The other dark irony is that just as they prepare to abandon the Europeans to their fate, the United States emerges as the great winner of this war. It has made tens of billions of dollars selling weapons and natural gas to Europe, expanded NATO across Scandinavia and the Baltic, and, as Washington Post columnist David Ignatius cynically puts it, "bled the Russian army dry without losing a single soldier—leaving the butcher's bill to the Ukrainians." Even better, they now demand to be "reimbursed" in Ukrainian rare earth minerals.
The Ukrainians, meanwhile, pay the heaviest price.
Their population, 52 million at the time of independence in 1991, has shrunk to just 28–30 million today, due to economic emigration after independence and then war refugees since 2014. Ukraine now holds the tragic records of the highest mortality rate and the lowest birth rate in the world. As for its economy—already the poorest in Europe before the war (just ahead of Kosovo)—it has lost $120 billion since 2022 and will need $1 trillion for reconstruction.
Russia, for its part, has managed to bypass 16 rounds of Western sanctions by selling gas and oil to China and India. But today, it is nothing more than a vassal of China. Its army has performed poorly, managing only to nibble away at Ukrainian territory at the cost of massive losses—while Ukraine holds firm. Worse, Russia has only strengthened NATO, uniting against it a Ukrainian nation forged in war. Not everyone can be Peter the Great…
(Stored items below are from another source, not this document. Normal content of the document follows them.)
/// Assemble an [ExpenseFilter] from raw prompt answers, parsing dates and
/// amounts.
fn build_filter(
    category: Option<String>,
    date: Option<String>,
    amount_min: Option<String>,
    amount_max: Option<String>,
    payment_method: Option<String>,
) -> Result<ExpenseFilter, Error> {
    Ok(ExpenseFilter {
        category,
        date: date.as_deref().map(parse_date).transpose()?,
        amount_min: amount_min.as_deref().map(parse_amount).transpose()?,
        amount_max: amount_max.as_deref().map(parse_amount).transpose()?,
        payment_method,
    })
}

fn parse_id(input: &str) -> Result<DatabaseId, Error> {
    input
        .trim()
        .parse()
        .map_err(|_| Error::InvalidValue(format!("\"{input}\" is not an ID")))
}

fn prompt(label: &str) -> io::Result<String> {
    print!("{label}");
    io::stdout().flush()?;

    let mut line = String::new();
    io::stdin().read_line(&mut line)?;

    Ok(line.trim().to_owned())
}

fn prompt_optional(label: &str) -> io::Result<Option<String>> {
    let answer = prompt(label)?;

    if answer.is_empty() {
        Ok(None)
    } else {
        Ok(Some(answer))
    }
}

fn render_table(header: &[&str], rows: Vec<Vec<String>>) -> String {
    let mut builder = Builder::default();
    builder.push_record(header.iter().copied());

    for row in rows {
        builder.push_record(row);
    }

    builder.build().with(Style::psql()).to_string()
}

fn render_expense_table(rows: &[ExpenseRow]) -> String {
    let table_rows = rows
        .iter()
        .map(|row| {
            vec![
                row.id.to_string(),
                fmt_amount(row.amount),
                row.category.clone(),
                row.payment_method.clone(),
                row.date.to_string(),
                fmt_optional(&row.description),
                fmt_optional(&row.tag),
            ]
        })
        .collect();

    render_table(
        &["ID", "Amount", "Category", "Payment method", "Date", "Description", "Tag"],
        table_rows,
    )
}

fn fmt_amount(amount: f64) -> String {
    format!("{amount:.2}")
}

fn fmt_optional(value: &Option<String>) -> String {
    value.clone().unwrap_or_default()
}

fn print_error(error: &Error) {
    eprintln!("\x1b[31;1mError: {error}\x1b[0m");
}
//! This file defines a user of the application and its supporting types.

use std::{fmt::Display, str::FromStr};

use rusqlite::types::{FromSql, FromSqlError, FromSqlResult, ToSql, ToSqlOutput, ValueRef};

use crate::{Error, models::PasswordHash};

/// A newtype wrapper for integer user IDs.
///
/// This helps disambiguate user IDs from other types of IDs, leading to
/// better compile time errors.
#[derive(Clone, Copy, Debug, PartialEq, Eq, Hash)]
pub struct UserId(i64);

impl UserId {
    /// Wrap a raw database ID.
    pub fn new(id: i64) -> Self {
        Self(id)
    }

    /// The raw database ID.
    pub fn as_i64(&self) -> i64 {
        self.0
    }
}

impl Display for UserId {
    fn fmt(&self, f: &mut std::fmt::Formatter<'_>) -> std::fmt::Result {
        self.0.fmt(f)
    }
}

/// The role a user acts under.
///
/// Admins manage users and reference data and see every expense; plain
/// users only see and mutate their own ledger rows.
#[derive(Clone, Copy, Debug, PartialEq, Eq)]
pub enum Role {
    /// Unrestricted access, exclusive write over users, categories, and
    /// payment methods.
    Admin,
    /// Access restricted to the user's own expenses.
    User,
}

impl Role {
    /// The role name as stored in the database.
    pub fn as_str(&self) -> &'static str {
        match self {
            Role::Admin => "Admin",
            Role::User => "User",
        }
    }
}

impl Display for Role {
    fn fmt(&self, f: &mut std::fmt::Formatter<'_>) -> std::fmt::Result {
        f.write_str(self.as_str())
    }
}

impl FromStr for Role {
    type Err = Error;

    fn from_str(text: &str) -> Result<Self, Self::Err> {
        match text.trim().to_ascii_lowercase().as_str() {
            "admin" => Ok(Role::Admin),
            "user" => Ok(Role::User),
            other => Err(Error::InvalidValue(format!(
                "\"{other}\" is not a role, expected Admin or User"
            ))),
        }
    }
}

impl ToSql for Role {
    fn to_sql(&self) -> rusqlite::Result<ToSqlOutput<'_>> {
        Ok(self.as_str().into())
    }
}

impl FromSql for Role {
    fn column_result(value: ValueRef<'_>) -> FromSqlResult<Self> {
        match value.as_str()? {
            "Admin" => Ok(Role::Admin),
            "User" => Ok(Role::User),
            other => Err(FromSqlError::Other(
                format!("unknown role \"{other}\" in the database").into(),
            )),
        }
    }
}

/// A user of the application.
#[derive(Debug, Clone, PartialEq)]
pub struct User {
    id: UserId,
    username: String,
    password_hash: PasswordHash,
    role: Role,
}

impl User {
    /// Assemble a user from its parts, e.g. a database row.
    pub fn new(id: UserId, username: String, password_hash: PasswordHash, role: Role) -> Self {
        Self {
            id,
            username,
            password_hash,
            role,
        }
    }

    /// The user's ID in the database.
    pub fn id(&self) -> UserId {
        self.id
    }

    /// The unique name the user logs in with.
    pub fn username(&self) -> &str {
        &self.username
    }

    /// The user's password hash.
    pub fn password_hash(&self) -> &PasswordHash {
        &self.password_hash
    }

    /// The user's role.
    pub fn role(&self) -> Role {
        self.role
    }
}

#[cfg(test)]
mod role_tests {
    use std::str::FromStr;

    use crate::Error;

    use super::Role;

    #[test]
    fn parse_role_accepts_any_case() {
        assert_eq!(Role::from_str("Admin"), Ok(Role::Admin));
        assert_eq!(Role::from_str("admin"), Ok(Role::Admin));
        assert_eq!(Role::from_str("USER"), Ok(Role::User));
    }

    #[test]
    fn parse_role_rejects_unknown_name() {
        let result = Role::from_str("Superuser");

        assert!(matches!(result, Err(Error::InvalidValue(_))));
    }
}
And then there are the Europeans. Having followed Biden without a clear war objective—driven only by emotion and outrage—they now find themselves, facing Trump, as the great losers of the operation. They have poured €150 billion into aid for Ukraine, lost cheap Russian gas, and abandoned tens of billions in investments in Russia—only to be excluded from the looming Trump-Putin Yalta. As for Macron's idea of sending troops to Ukraine, it would require American protection and Russian acquiescence—both far from reality. For Europe, everything remains to be done—starting with real rearmament instead of the usual Brussels rhetoric about an illusory "European defense."
The question remains: Will the sleepwalking leaders who led us into this disaster know how to get us out of it?